▶ [What the task requires]: Find the line with "a final seek-completed" and the line with "let (kind, time)" in the entries below; output exactly those two lines, every line between them, and no others.

________________________________________

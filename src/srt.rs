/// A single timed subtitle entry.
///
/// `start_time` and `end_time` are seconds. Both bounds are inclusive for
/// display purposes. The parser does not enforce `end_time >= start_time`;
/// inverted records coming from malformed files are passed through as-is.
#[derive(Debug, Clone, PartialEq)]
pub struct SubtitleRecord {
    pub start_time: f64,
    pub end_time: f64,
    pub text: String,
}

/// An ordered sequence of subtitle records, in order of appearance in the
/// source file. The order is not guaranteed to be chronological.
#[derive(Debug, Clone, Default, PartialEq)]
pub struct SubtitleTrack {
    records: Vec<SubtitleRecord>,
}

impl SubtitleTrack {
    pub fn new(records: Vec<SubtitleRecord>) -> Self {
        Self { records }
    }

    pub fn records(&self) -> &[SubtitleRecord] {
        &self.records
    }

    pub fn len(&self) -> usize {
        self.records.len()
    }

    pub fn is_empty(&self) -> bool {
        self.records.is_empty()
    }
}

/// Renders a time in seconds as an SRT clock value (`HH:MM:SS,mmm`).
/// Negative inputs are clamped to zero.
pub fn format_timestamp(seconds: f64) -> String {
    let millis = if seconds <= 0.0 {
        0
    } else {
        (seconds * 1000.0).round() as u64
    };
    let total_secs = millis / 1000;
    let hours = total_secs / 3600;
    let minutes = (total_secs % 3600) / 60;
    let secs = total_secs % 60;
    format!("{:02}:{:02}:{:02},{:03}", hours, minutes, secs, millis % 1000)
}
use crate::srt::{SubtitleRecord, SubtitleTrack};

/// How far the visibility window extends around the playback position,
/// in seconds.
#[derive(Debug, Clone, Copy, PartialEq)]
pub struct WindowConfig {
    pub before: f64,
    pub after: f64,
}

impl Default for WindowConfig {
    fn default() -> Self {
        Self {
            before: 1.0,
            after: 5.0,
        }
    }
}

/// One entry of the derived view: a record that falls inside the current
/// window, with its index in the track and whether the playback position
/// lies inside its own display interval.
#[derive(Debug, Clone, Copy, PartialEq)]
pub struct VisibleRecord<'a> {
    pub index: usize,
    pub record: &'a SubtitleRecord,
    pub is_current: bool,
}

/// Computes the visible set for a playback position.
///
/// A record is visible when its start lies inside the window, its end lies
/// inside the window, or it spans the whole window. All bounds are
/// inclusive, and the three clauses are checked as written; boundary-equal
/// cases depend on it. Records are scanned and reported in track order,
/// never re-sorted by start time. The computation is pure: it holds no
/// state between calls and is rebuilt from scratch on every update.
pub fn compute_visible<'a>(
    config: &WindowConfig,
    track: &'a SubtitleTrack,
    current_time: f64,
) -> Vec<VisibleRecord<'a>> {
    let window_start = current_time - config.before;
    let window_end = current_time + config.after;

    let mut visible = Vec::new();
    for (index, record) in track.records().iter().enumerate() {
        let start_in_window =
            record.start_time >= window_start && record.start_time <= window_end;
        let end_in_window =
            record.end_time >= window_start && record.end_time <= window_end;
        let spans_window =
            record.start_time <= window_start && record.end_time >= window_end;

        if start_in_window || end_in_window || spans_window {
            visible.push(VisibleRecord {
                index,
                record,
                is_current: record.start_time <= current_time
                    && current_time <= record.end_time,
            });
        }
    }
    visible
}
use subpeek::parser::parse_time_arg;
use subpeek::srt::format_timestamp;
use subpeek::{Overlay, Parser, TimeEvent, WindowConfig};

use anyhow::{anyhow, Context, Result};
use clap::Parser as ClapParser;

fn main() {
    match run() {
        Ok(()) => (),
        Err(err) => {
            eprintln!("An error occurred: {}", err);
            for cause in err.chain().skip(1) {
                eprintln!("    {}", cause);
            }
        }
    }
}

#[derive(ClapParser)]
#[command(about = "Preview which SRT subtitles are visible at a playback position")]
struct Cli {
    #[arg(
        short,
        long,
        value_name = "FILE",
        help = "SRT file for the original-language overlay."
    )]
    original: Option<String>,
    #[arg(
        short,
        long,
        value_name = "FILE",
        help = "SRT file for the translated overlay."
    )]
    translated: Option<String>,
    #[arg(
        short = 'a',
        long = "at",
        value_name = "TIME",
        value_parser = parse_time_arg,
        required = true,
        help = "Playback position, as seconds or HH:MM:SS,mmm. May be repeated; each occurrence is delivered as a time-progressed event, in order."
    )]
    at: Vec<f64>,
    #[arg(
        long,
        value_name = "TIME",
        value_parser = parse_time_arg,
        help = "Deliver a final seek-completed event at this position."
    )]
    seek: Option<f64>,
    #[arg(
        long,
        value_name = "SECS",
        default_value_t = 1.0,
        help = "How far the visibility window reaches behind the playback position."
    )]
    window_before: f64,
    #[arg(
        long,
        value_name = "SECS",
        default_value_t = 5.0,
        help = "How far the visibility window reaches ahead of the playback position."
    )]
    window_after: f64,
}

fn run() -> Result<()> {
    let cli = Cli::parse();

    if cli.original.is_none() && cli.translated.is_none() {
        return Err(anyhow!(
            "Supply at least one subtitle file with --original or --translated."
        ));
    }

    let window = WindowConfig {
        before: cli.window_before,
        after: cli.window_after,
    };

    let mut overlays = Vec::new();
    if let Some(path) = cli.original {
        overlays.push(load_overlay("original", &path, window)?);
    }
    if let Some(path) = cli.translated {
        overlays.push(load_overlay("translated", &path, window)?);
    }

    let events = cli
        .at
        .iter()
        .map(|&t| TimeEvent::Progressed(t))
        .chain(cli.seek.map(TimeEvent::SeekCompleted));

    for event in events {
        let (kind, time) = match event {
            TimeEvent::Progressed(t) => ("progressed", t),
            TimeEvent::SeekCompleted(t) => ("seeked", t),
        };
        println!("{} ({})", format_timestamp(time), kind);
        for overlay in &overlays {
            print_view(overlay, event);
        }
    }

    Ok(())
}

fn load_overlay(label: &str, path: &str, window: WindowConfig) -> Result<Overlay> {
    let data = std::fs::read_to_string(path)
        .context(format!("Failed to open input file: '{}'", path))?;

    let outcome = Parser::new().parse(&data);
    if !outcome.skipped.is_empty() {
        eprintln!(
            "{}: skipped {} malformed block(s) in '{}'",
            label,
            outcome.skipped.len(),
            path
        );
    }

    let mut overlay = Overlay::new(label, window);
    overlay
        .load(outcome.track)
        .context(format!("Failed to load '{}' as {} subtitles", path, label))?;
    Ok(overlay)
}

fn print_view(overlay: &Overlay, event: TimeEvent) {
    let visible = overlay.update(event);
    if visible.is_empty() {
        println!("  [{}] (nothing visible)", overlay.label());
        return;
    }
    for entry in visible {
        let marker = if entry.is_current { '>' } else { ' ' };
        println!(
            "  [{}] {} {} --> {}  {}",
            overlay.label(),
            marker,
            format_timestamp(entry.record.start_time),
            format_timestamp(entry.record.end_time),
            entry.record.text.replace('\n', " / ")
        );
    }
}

________________________________________

▶ [Response to the exercise]:
        help = "Deliver a final seek-completed event at this position."
    )]
    seek: Option<f64>,
    #[arg(
        long,
        value_name = "SECS",
        default_value_t = 1.0,
        help = "How far the visibility window reaches behind the playback position."
    )]
    window_before: f64,
    #[arg(
        long,
        value_name = "SECS",
        default_value_t = 5.0,
        help = "How far the visibility window reaches ahead of the playback position."
    )]
    window_after: f64,
}

fn run() -> Result<()> {
    let cli = Cli::parse();

    if cli.original.is_none() && cli.translated.is_none() {
        return Err(anyhow!(
            "Supply at least one subtitle file with --original or --translated."
        ));
    }

    let window = WindowConfig {
        before: cli.window_before,
        after: cli.window_after,
    };

    let mut overlays = Vec::new();
    if let Some(path) = cli.original {
        overlays.push(load_overlay("original", &path, window)?);
    }
    if let Some(path) = cli.translated {
        overlays.push(load_overlay("translated", &path, window)?);
    }

    let events = cli
        .at
        .iter()
        .map(|&t| TimeEvent::Progressed(t))
        .chain(cli.seek.map(TimeEvent::SeekCompleted));

    for event in events {
        let (kind, time) = match event {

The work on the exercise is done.